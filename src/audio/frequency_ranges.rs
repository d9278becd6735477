use serde::{Deserialize, Serialize};
use std::collections::BTreeMap;

use super::AnalyzerError;

/// Bands every configuration must define.
pub const REQUIRED_BANDS: [&str; 3] = ["bass", "mids", "treble"];

/// A named perceptual band, in Hz, with a linear weight applied to its raw level.
#[derive(Debug, Clone, Copy, PartialEq, Serialize, Deserialize)]
pub struct FrequencyRange {
    pub min_hz: f32,
    pub max_hz: f32,
    #[serde(default = "default_weight")]
    pub weight: f32,
}

fn default_weight() -> f32 {
    1.0
}

impl FrequencyRange {
    pub fn new(min_hz: f32, max_hz: f32, weight: f32) -> Self {
        Self { min_hz, max_hz, weight }
    }

    pub fn validate(&self, name: &str) -> Result<(), AnalyzerError> {
        let ordered = self.min_hz.is_finite()
            && self.max_hz.is_finite()
            && self.min_hz >= 0.0
            && self.min_hz < self.max_hz;
        if !ordered {
            return Err(AnalyzerError::InvalidFrequencyRange {
                name: name.to_string(),
                min_hz: self.min_hz,
                max_hz: self.max_hz,
            });
        }
        if !self.weight.is_finite() || self.weight < 0.0 {
            return Err(AnalyzerError::InvalidWeight {
                name: name.to_string(),
                weight: self.weight,
            });
        }
        Ok(())
    }
}

/// The stock three-band split.
pub fn default_ranges() -> BTreeMap<String, FrequencyRange> {
    let mut ranges = BTreeMap::new();
    ranges.insert("bass".to_string(), FrequencyRange::new(20.0, 250.0, 1.0));
    ranges.insert("mids".to_string(), FrequencyRange::new(250.0, 4000.0, 1.0));
    ranges.insert("treble".to_string(), FrequencyRange::new(4000.0, 20000.0, 1.0));
    ranges
}

/// Finer split used by hosts that want more than three bands.
pub fn extended_ranges() -> BTreeMap<String, FrequencyRange> {
    let mut ranges = default_ranges();
    ranges.insert("sub_bass".to_string(), FrequencyRange::new(20.0, 60.0, 1.0));
    ranges.insert("low_mids".to_string(), FrequencyRange::new(250.0, 500.0, 1.0));
    ranges.insert("high_mids".to_string(), FrequencyRange::new(2000.0, 4000.0, 1.0));
    ranges.insert("high_treble".to_string(), FrequencyRange::new(12000.0, 20000.0, 1.0));
    ranges
}

/// Checks every range and the presence of the required bands.
pub fn validate_ranges(ranges: &BTreeMap<String, FrequencyRange>) -> Result<(), AnalyzerError> {
    for required in REQUIRED_BANDS {
        if !ranges.contains_key(required) {
            return Err(AnalyzerError::MissingBand(required));
        }
    }
    for (name, range) in ranges {
        range.validate(name)?;
    }
    Ok(())
}

/// Inclusive bin span covered by one band.
///
/// `bin_count == 0` only happens when the spectrum itself has no bins; such a
/// band always reports zero.
#[derive(Debug, Clone, Copy, PartialEq, Eq, Serialize, Deserialize)]
pub struct BinMapping {
    pub start_bin: usize,
    pub end_bin: usize,
    pub bin_count: usize,
}

impl BinMapping {
    pub const EMPTY: BinMapping = BinMapping {
        start_bin: 0,
        end_bin: 0,
        bin_count: 0,
    };

    /// Maps a Hz range onto spectrum bins. Ranges past Nyquist clamp to the last
    /// bin, and every non-empty spectrum yields at least one bin per band.
    pub fn compute(range: &FrequencyRange, bin_width: f32, total_bins: usize) -> Self {
        if total_bins == 0 || !(bin_width > 0.0) {
            return Self::EMPTY;
        }
        let last = total_bins - 1;
        let start_bin = ((range.min_hz / bin_width).floor() as usize).min(last);
        let end_bin = ((range.max_hz / bin_width).floor() as usize)
            .min(last)
            .max(start_bin);

        Self {
            start_bin,
            end_bin,
            bin_count: end_bin - start_bin + 1,
        }
    }

    pub fn is_empty(&self) -> bool {
        self.bin_count == 0
    }

    pub fn bins<'a>(&self, data: &'a [f32]) -> &'a [f32] {
        if self.is_empty() || self.start_bin >= data.len() {
            return &[];
        }
        let end = (self.end_bin + 1).min(data.len());
        &data[self.start_bin..end]
    }
}

/// Diagnostic view of one band's cached mapping.
#[derive(Debug, Clone, PartialEq, Serialize)]
pub struct BandBinInfo {
    pub min_hz: f32,
    pub max_hz: f32,
    pub weight: f32,
    pub start_bin: usize,
    pub end_bin: usize,
    pub bin_count: usize,
    pub start_frequency: f32,
    pub end_frequency: f32,
}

(Assigned task):
Nothing should be left out: return all of the records exactly.

(Response area):
filename src/audio/frequency_ranges.rs
repository d9278becd6735477
use serde::{Deserialize, Serialize};
use std::collections::BTreeMap;

use super::AnalyzerError;

/// Bands every configuration must define.
pub const REQUIRED_BANDS: [&str; 3] = ["bass", "mids", "treble"];

/// A named perceptual band, in Hz, with a linear weight applied to its raw level.
#[derive(Debug, Clone, Copy, PartialEq, Serialize, Deserialize)]
pub struct FrequencyRange {
    pub min_hz: f32,
    pub max_hz: f32,
    #[serde(default = "default_weight")]
    pub weight: f32,
}

fn default_weight() -> f32 {
    1.0
}

impl FrequencyRange {
    pub fn new(min_hz: f32, max_hz: f32, weight: f32) -> Self {
        Self { min_hz, max_hz, weight }
    }

    pub fn validate(&self, name: &str) -> Result<(), AnalyzerError> {
        let ordered = self.min_hz.is_finite()
            && self.max_hz.is_finite()
            && self.min_hz >= 0.0
            && self.min_hz < self.max_hz;
        if !ordered {
            return Err(AnalyzerError::InvalidFrequencyRange {
                name: name.to_string(),
                min_hz: self.min_hz,
                max_hz: self.max_hz,
            });
        }
        if !self.weight.is_finite() || self.weight < 0.0 {
            return Err(AnalyzerError::InvalidWeight {
                name: name.to_string(),
                weight: self.weight,
            });
        }
        Ok(())
    }
}

/// The stock three-band split.
pub fn default_ranges() -> BTreeMap<String, FrequencyRange> {
    let mut ranges = BTreeMap::new();
    ranges.insert("bass".to_string(), FrequencyRange::new(20.0, 250.0, 1.0));
    ranges.insert("mids".to_string(), FrequencyRange::new(250.0, 4000.0, 1.0));
    ranges.insert("treble".to_string(), FrequencyRange::new(4000.0, 20000.0, 1.0));
    ranges
}

/// Finer split used by hosts that want more than three bands.
pub fn extended_ranges() -> BTreeMap<String, FrequencyRange> {
    let mut ranges = default_ranges();
    ranges.insert("sub_bass".to_string(), FrequencyRange::new(20.0, 60.0, 1.0));
    ranges.insert("low_mids".to_string(), FrequencyRange::new(250.0, 500.0, 1.0));
    ranges.insert("high_mids".to_string(), FrequencyRange::new(2000.0, 4000.0, 1.0));
    ranges.insert("high_treble".to_string(), FrequencyRange::new(12000.0, 20000.0, 1.0));
    ranges
}

/// Checks every range and the presence of the required bands.
pub fn validate_ranges(ranges: &BTreeMap<String, FrequencyRange>) -> Result<(), AnalyzerError> {
    for required in REQUIRED_BANDS {
        if !ranges.contains_key(required) {
            return Err(AnalyzerError::MissingBand(required));
        }
    }
    for (name, range) in ranges {
        range.validate(name)?;
    }
    Ok(())
}

/// Inclusive bin span covered by one band.
///
/// `bin_count == 0` only happens when the spectrum itself has no bins; such a
/// band always reports zero.
#[derive(Debug, Clone, Copy, PartialEq, Eq, Serialize, Deserialize)]
pub struct BinMapping {
    pub start_bin: usize,
    pub end_bin: usize,
    pub bin_count: usize,
}

impl BinMapping {
    pub const EMPTY: BinMapping = BinMapping {
        start_bin: 0,
        end_bin: 0,
        bin_count: 0,
    };

    /// Maps a Hz range onto spectrum bins. Ranges past Nyquist clamp to the last
    /// bin, and every non-empty spectrum yields at least one bin per band.
    pub fn compute(range: &FrequencyRange, bin_width: f32, total_bins: usize) -> Self {
        if total_bins == 0 || !(bin_width > 0.0) {
            return Self::EMPTY;
        }
        let last = total_bins - 1;
        let start_bin = ((range.min_hz / bin_width).floor() as usize).min(last);
        let end_bin = ((range.max_hz / bin_width).floor() as usize)
            .min(last)
            .max(start_bin);

        Self {
            start_bin,
            end_bin,
            bin_count: end_bin - start_bin + 1,
        }
    }

    pub fn is_empty(&self) -> bool {
        self.bin_count == 0
    }

    pub fn bins<'a>(&self, data: &'a [f32]) -> &'a [f32] {
        if self.is_empty() || self.start_bin >= data.len() {
            return &[];
        }
        let end = (self.end_bin + 1).min(data.len());
        &data[self.start_bin..end]
    }
}

/// Diagnostic view of one band's cached mapping.
#[derive(Debug, Clone, PartialEq, Serialize)]
pub struct BandBinInfo {
    pub min_hz: f32,
    pub max_hz: f32,
    pub weight: f32,
    pub start_bin: usize,
    pub end_bin: usize,
    pub bin_count: usize,
    pub start_frequency: f32,
    pub end_frequency: f32,
}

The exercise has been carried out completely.